EXERCISE => Show every line of the data that contains the string "into".

_ _ _ _ _

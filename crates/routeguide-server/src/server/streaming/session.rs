//! Per-call session contract and the driver that feeds it.
//!
//! An inbound gRPC stream delivers zero or more items and then ends, either
//! cleanly or with a transport error. [`drive`] maps those onto a
//! [`Session`]'s three transitions:
//!
//! | inbound                      | transition                       |
//! |------------------------------|----------------------------------|
//! | `Some(Ok(item))`             | [`Session::on_next`]             |
//! | `None`                       | [`Session::on_completed`]        |
//! | `Some(Err(status))`          | [`Session::on_error`]            |
//! | shutdown token cancelled     | `on_error(ServiceShutdown)`      |
//!
//! A failing `on_next` (typically the caller hung up and the outbound sink is
//! closed) also ends the session through `on_error`. Shutdown is observed
//! while `on_next` runs too, so a session blocked on a full outbound channel
//! is still cancelled. The terminal transitions take the session by value, so
//! no event can follow them.

use futures::{Stream, StreamExt};
use routeguide_core::Error;
use tokio_util::sync::CancellationToken;
use tonic::Status;

#[tonic::async_trait]
pub trait Session<T: Send + 'static>: Send {
    /// Handles one inbound item.
    ///
    /// # Errors
    ///
    /// An error abandons the session; the driver hands it to
    /// [`on_error`](Session::on_error).
    async fn on_next(&mut self, item: T) -> Result<(), Error>;

    /// Handles a clean end of input.
    async fn on_completed(self);

    /// Handles an upstream failure or cancellation.
    async fn on_error(self, cause: Error);
}

enum Event<T> {
    Next(T),
    Completed,
    Failed(Error),
}

/// Pumps `inbound` into `session` until a terminal transition.
///
/// Returns `Ok(())` when the session completed normally and the cause
/// otherwise.
pub async fn drive<S, T, St>(
    mut session: S,
    mut inbound: St,
    shutdown: CancellationToken,
) -> Result<(), Error>
where
    S: Session<T>,
    T: Send + 'static,
    St: Stream<Item = Result<T, Status>> + Send + Unpin,
{
    loop {
        let event = tokio::select! {
            biased;
            () = shutdown.cancelled() => Event::Failed(Error::ServiceShutdown),
            item = inbound.next() => match item {
                Some(Ok(item)) => Event::Next(item),
                Some(Err(status)) => Event::Failed(status.into()),
                None => Event::Completed,
            },
        };

        match event {
            Event::Next(item) => {
                let handled = tokio::select! {
                    biased;
                    () = shutdown.cancelled() => Err(Error::ServiceShutdown),
                    handled = session.on_next(item) => handled,
                };
                if let Err(e) = handled {
                    session.on_error(e.clone()).await;
                    return Err(e);
                }
            }
            Event::Completed => {
                session.on_completed().await;
                return Ok(());
            }
            Event::Failed(e) => {
                session.on_error(e.clone()).await;
                return Err(e);
            }
        }
    }
}

#[cfg(test)]
mod tests {
    use super::*;
    use core::time::Duration;
    use parking_lot::Mutex;
    use std::sync::Arc;

    #[derive(Debug, PartialEq)]
    enum Seen {
        Next(u32),
        Completed,
        Error(Error),
    }

    struct Recorder {
        seen: Arc<Mutex<Vec<Seen>>>,
        reject: Option<u32>,
        stall: Option<u32>,
    }

    #[tonic::async_trait]
    impl Session<u32> for Recorder {
        async fn on_next(&mut self, item: u32) -> Result<(), Error> {
            self.seen.lock().push(Seen::Next(item));
            if self.stall == Some(item) {
                // Stands in for a send into a full channel nobody drains.
                std::future::pending::<()>().await;
            }
            if self.reject == Some(item) {
                return Err(Error::ChannelError {
                    context: "closed".to_string(),
                });
            }
            Ok(())
        }

        async fn on_completed(self) {
            self.seen.lock().push(Seen::Completed);
        }

        async fn on_error(self, cause: Error) {
            self.seen.lock().push(Seen::Error(cause));
        }
    }

    fn recorder(reject: Option<u32>) -> (Recorder, Arc<Mutex<Vec<Seen>>>) {
        let seen = Arc::new(Mutex::new(Vec::new()));
        (
            Recorder {
                seen: Arc::clone(&seen),
                reject,
                stall: None,
            },
            seen,
        )
    }

    #[tokio::test]
    async fn clean_end_completes_after_every_item() {
        let (session, seen) = recorder(None);
        let inbound = tokio_stream::iter(vec![Ok(1), Ok(2), Ok(3)]);

        assert!(drive(session, inbound, CancellationToken::new()).await.is_ok());
        assert_eq!(
            *seen.lock(),
            [Seen::Next(1), Seen::Next(2), Seen::Next(3), Seen::Completed]
        );
    }

    #[tokio::test]
    async fn inbound_error_fails_and_stops() {
        let (session, seen) = recorder(None);
        let inbound = tokio_stream::iter(vec![
            Ok(1),
            Err(Status::cancelled("client went away")),
            Ok(2),
        ]);

        let outcome = drive(session, inbound, CancellationToken::new()).await;
        assert_eq!(outcome, Err(Error::RequestCancelled));
        assert_eq!(
            *seen.lock(),
            [Seen::Next(1), Seen::Error(Error::RequestCancelled)]
        );
    }

    #[tokio::test]
    async fn rejected_item_fails_the_session() {
        let (session, seen) = recorder(Some(2));
        let inbound = tokio_stream::iter(vec![Ok(1), Ok(2), Ok(3)]);

        assert!(drive(session, inbound, CancellationToken::new()).await.is_err());
        let seen = seen.lock();
        assert_eq!(seen.len(), 3);
        assert!(matches!(seen[2], Seen::Error(Error::ChannelError { .. })));
    }

    #[tokio::test]
    async fn shutdown_cancels_a_waiting_session() {
        let (session, seen) = recorder(None);
        let token = CancellationToken::new();
        token.cancel();

        let outcome = drive(session, futures::stream::pending(), token).await;
        assert_eq!(outcome, Err(Error::ServiceShutdown));
        assert_eq!(*seen.lock(), [Seen::Error(Error::ServiceShutdown)]);
    }

    #[tokio::test]
    async fn shutdown_cancels_a_session_stuck_in_on_next() {
        let (mut session, seen) = recorder(None);
        session.stall = Some(2);
        let token = CancellationToken::new();
        let inbound = tokio_stream::iter(vec![Ok(1), Ok(2), Ok(3)]);

        let driver = tokio::spawn(drive(session, inbound, token.clone()));
        while !seen.lock().contains(&Seen::Next(2)) {
            tokio::task::yield_now().await;
        }
        token.cancel();

        let outcome = tokio::time::timeout(Duration::from_secs(5), driver)
            .await
            .expect("driver ignored shutdown while on_next was blocked")
            .unwrap();
        assert_eq!(outcome, Err(Error::ServiceShutdown));
        assert_eq!(
            *seen.lock(),
            [
                Seen::Next(1),
                Seen::Next(2),
                Seen::Error(Error::ServiceShutdown)
            ]
        );
    }
}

_ _ _ _ _

WRITTEN ANSWER =>
/// Pumps `inbound` into `session` until a terminal transition.
                Some(Err(status)) => Event::Failed(status.into()),
                // Stands in for a send into a full channel nobody drains.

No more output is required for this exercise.